Capitalization challenge with srt subtitle file - ignoring strings of text possible?
-
Seems simple (I think) to describe, but I’m not sure if it’s possible to solve it…
I have an .srt file with speaker diarization and it has capitalization errors that I’d like to auto correct.
So, I have a sentence like this:
12 00:00:43,110 --> 00:00:47,970 Speaker 0: and it took weeks to create this five second shot.
And I want to change it to:
12 00:00:43,110 --> 00:00:47,970 Speaker 0: And it took weeks to create this five second shot.
In this example, just the “and” would be changed to “And”.
With the “Convert Case to” -> “Sentence case (blend)” option, it considers “Speaker 0” to be the first word of the sentence and therefore does not capitalize “and”.

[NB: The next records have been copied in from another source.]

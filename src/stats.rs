//! Participant statistics: connection time and ballot counts per meeting.

use std::collections::BTreeMap;
use std::sync::Arc;

use serde::{Deserialize, Serialize};

use crate::api::MeetingApi;
use crate::ids::MeetingId;
use crate::storage::{self, DurableStore};
use crate::timestamp::now_ms;

/// One participant's record within one meeting.
#[derive(Debug, Clone, PartialEq, Eq, Serialize, Deserialize)]
#[serde(rename_all = "camelCase")]
pub struct ParticipantStats {
    /// Start of the current (or last) session, epoch ms.
    #[serde(rename = "lastConnectionTime", default = "now_ms")]
    pub connection_time: i64,
    /// Accumulated time connected, ms.
    #[serde(default)]
    pub total_connection_duration: i64,
    #[serde(default)]
    pub vote_count: u32,
    #[serde(default)]
    pub is_connected: bool,
}

impl ParticipantStats {
    fn connected_at(now: i64) -> Self {
        Self {
            connection_time: now,
            total_connection_duration: 0,
            vote_count: 0,
            is_connected: true,
        }
    }
}

/// meeting id -> participant name -> record. This is the wire shape of
/// `/api/participant-stats` and of the durable `participantStats` key.
pub type StatsSnapshot = BTreeMap<MeetingId, BTreeMap<String, ParticipantStats>>;

/// Format a duration in milliseconds as `1h 2min 3s`, `2min 3s` or `3s`.
pub fn format_duration(ms: i64) -> String {
    let total = ms.max(0) / 1000;
    let hours = total / 3600;
    let minutes = (total % 3600) / 60;
    let seconds = total % 60;

    if hours > 0 {
        format!("{}h {}min {}s", hours, minutes, seconds)
    } else if minutes > 0 {
        format!("{}min {}s", minutes, seconds)
    } else {
        format!("{}s", seconds)
    }
}

/// Tracks statistics in memory and writes the whole map through after every
/// mutation: remote first, durable store only when the remote save fails.
pub struct StatsTracker {
    stats: StatsSnapshot,
    api: Arc<dyn MeetingApi>,
    store: Arc<dyn DurableStore>,
}

impl StatsTracker {
    pub fn new(api: Arc<dyn MeetingApi>, store: Arc<dyn DurableStore>) -> Self {
        Self {
            stats: StatsSnapshot::new(),
            api,
            store,
        }
    }

    /// Replace the in-memory map with the remote one, or the durable copy if
    /// the backend is unreachable.
    pub async fn load(&mut self) {
        self.stats = match self.api.load_participant_stats().await {
            Ok(stats) => stats,
            Err(e) => {
                tracing::warn!("Loading participant stats from local storage: {}", e);
                storage::load_json(self.store.as_ref(), storage::PARTICIPANT_STATS)
                    .unwrap_or_default()
            }
        };
    }

    pub fn snapshot(&self) -> &StatsSnapshot {
        &self.stats
    }

    pub fn meeting(&self, meeting_id: &MeetingId) -> Option<&BTreeMap<String, ParticipantStats>> {
        self.stats.get(meeting_id)
    }

    pub fn get(&self, meeting_id: &MeetingId, name: &str) -> Option<&ParticipantStats> {
        self.stats.get(meeting_id)?.get(name)
    }

    pub async fn initialize(&mut self, meeting_id: &MeetingId, name: &str) -> bool {
        self.initialize_at(meeting_id, name, now_ms()).await
    }

    /// Create a connected record if none exists and save it. Returns false
    /// when the participant already had one.
    pub async fn initialize_at(&mut self, meeting_id: &MeetingId, name: &str, now: i64) -> bool {
        let created = self.insert_record(meeting_id, name, now);
        if created {
            self.persist().await;
        }
        created
    }

    fn insert_record(&mut self, meeting_id: &MeetingId, name: &str, now: i64) -> bool {
        let meeting = self.stats.entry(meeting_id.clone()).or_default();
        if meeting.contains_key(name) {
            return false;
        }
        meeting.insert(name.to_string(), ParticipantStats::connected_at(now));
        true
    }

    pub async fn record_connect(&mut self, meeting_id: &MeetingId, name: &str) {
        self.record_connect_at(meeting_id, name, now_ms()).await
    }

    /// Start a new session for `name`. A participant already connected is
    /// left alone.
    pub async fn record_connect_at(&mut self, meeting_id: &MeetingId, name: &str, now: i64) {
        if self.initialize_at(meeting_id, name, now).await {
            return;
        }
        let Some(record) = self
            .stats
            .get_mut(meeting_id)
            .and_then(|m| m.get_mut(name))
        else {
            return;
        };
        if record.is_connected {
            return;
        }
        record.connection_time = now;
        record.is_connected = true;
        self.persist().await;
    }

    pub async fn record_disconnect(&mut self, meeting_id: &MeetingId, name: &str) {
        self.record_disconnect_at(meeting_id, name, now_ms()).await
    }

    /// Close the current session of `name`. No-op when there is no record or
    /// the participant is already disconnected.
    pub async fn record_disconnect_at(&mut self, meeting_id: &MeetingId, name: &str, now: i64) {
        let Some(record) = self
            .stats
            .get_mut(meeting_id)
            .and_then(|m| m.get_mut(name))
        else {
            return;
        };
        if !record.is_connected {
            return;
        }
        record.total_connection_duration += (now - record.connection_time).max(0);
        record.connection_time = now;
        record.is_connected = false;
        self.persist().await;
    }

    pub async fn record_ballot(&mut self, meeting_id: &MeetingId, name: &str) {
        self.record_ballot_at(meeting_id, name, now_ms()).await
    }

    pub async fn record_ballot_at(&mut self, meeting_id: &MeetingId, name: &str, now: i64) {
        self.insert_record(meeting_id, name, now);
        if let Some(record) = self
            .stats
            .get_mut(meeting_id)
            .and_then(|m| m.get_mut(name))
        {
            record.vote_count += 1;
        }
        self.persist().await;
    }

    /// Remove and return every record of a meeting.
    pub async fn take_meeting(
        &mut self,
        meeting_id: &MeetingId,
    ) -> BTreeMap<String, ParticipantStats> {
        let taken = self.stats.remove(meeting_id).unwrap_or_default();
        self.persist().await;
        taken
    }

    async fn persist(&self) {
        if let Err(e) = self.api.save_participant_stats(&self.stats).await {
            tracing::warn!("Saving participant stats locally: {}", e);
            storage::save_json(self.store.as_ref(), storage::PARTICIPANT_STATS, &self.stats);
        }
    }
}
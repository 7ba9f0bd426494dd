//! Durable fallback storage.
//!
//! - [`RedbStore`]: single redb table on disk (default)
//! - [`MemoryStore`]: process-lifetime map (`--ephemeral`, tests)
//!
//! Only written when the backend cannot be reached, and only read when it
//! cannot be reached either. Values are JSON documents under a handful of
//! well-known keys.

pub mod local;
pub mod memory;

use anyhow::Result;
use serde::de::DeserializeOwned;
use serde::Serialize;

pub use local::RedbStore;
pub use memory::MemoryStore;

pub const PARTICIPANT_STATS: &str = "participantStats";
pub const MEETINGS: &str = "meetings";
pub const VOTES: &str = "votes";
pub const PAST_MEETINGS: &str = "pastMeetings";
pub const ADMIN_MODE: &str = "adminMode";

/// Raw key-value persistence.
pub trait DurableStore: Send + Sync {
    /// Human-readable backend name (e.g., "redb", "memory").
    fn backend_name(&self) -> &str;

    fn get(&self, key: &str) -> Result<Option<Vec<u8>>>;

    fn put(&self, key: &str, value: &[u8]) -> Result<()>;

    fn remove(&self, key: &str) -> Result<()>;
}

/// Read and decode a JSON value. Storage and decode errors are logged and
/// read as absent.
pub fn load_json<T: DeserializeOwned>(store: &dyn DurableStore, key: &str) -> Option<T> {
    let bytes = match store.get(key) {
        Ok(bytes) => bytes?,
        Err(e) => {
            tracing::warn!("Failed to read '{}' from {} store: {}", key, store.backend_name(), e);
            return None;
        }
    };
    match serde_json::from_slice(&bytes) {
        Ok(value) => Some(value),
        Err(e) => {
            tracing::warn!("Discarding unreadable '{}' in {} store: {}", key, store.backend_name(), e);
            None
        }
    }
}

/// Encode and write a JSON value. Errors are logged, never returned.
pub fn save_json<T: Serialize + ?Sized>(store: &dyn DurableStore, key: &str, value: &T) {
    let result = serde_json::to_vec(value)
        .map_err(anyhow::Error::from)
        .and_then(|bytes| store.put(key, &bytes));
    if let Err(e) = result {
        tracing::warn!("Failed to write '{}' to {} store: {}", key, store.backend_name(), e);
    }
}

Is there a way to get it to ignore text in strings or something like that? So for example, if it could ignore text in brackets [ ], then I could search and replace "Speaker 0: " with “[Speaker 0: ]”, do the case conversion, then search and replace “[Speaker 0: ]” with "Speaker 0: " to change it back.
Otherwise, is there maybe a way to accomplish this with RegEx?
-
Regex could do it, but I wonder if maybe inserting a carriage return/line feed at the
:
so that the sentence starts on a new line, then use the Convert Case option, then remove that carriage return/line feed.The only reason I say that is the variability of this 3rd line might be such that a regex either might miss some or include others that shouldn’t be adjusted.
Terry
PS Of course if you knew the parameters of the 3rd line, does it always start with the word Speaker, always have a number followed by a colon?
-
I don’t have NPP handy to test this right now but (famous last words), wouldn’t replacing
^([^:\r\n]+:\h*)([a-z])
with${1}\u${2}
do the job? That will capitalize any single ASCII letter following the start of a line, then a speaker name, then a colon, then any amount of non-newline whitespace.AFAICT the only way that doesn’t work is if the name of a speaker could have a literal
:
character in it, which it probably can’t. -
@Jacob-Holmes said in Capitalization challenge with srt subtitle file - ignoring strings of text possible?:
Otherwise, is there maybe a way to accomplish this with RegEx?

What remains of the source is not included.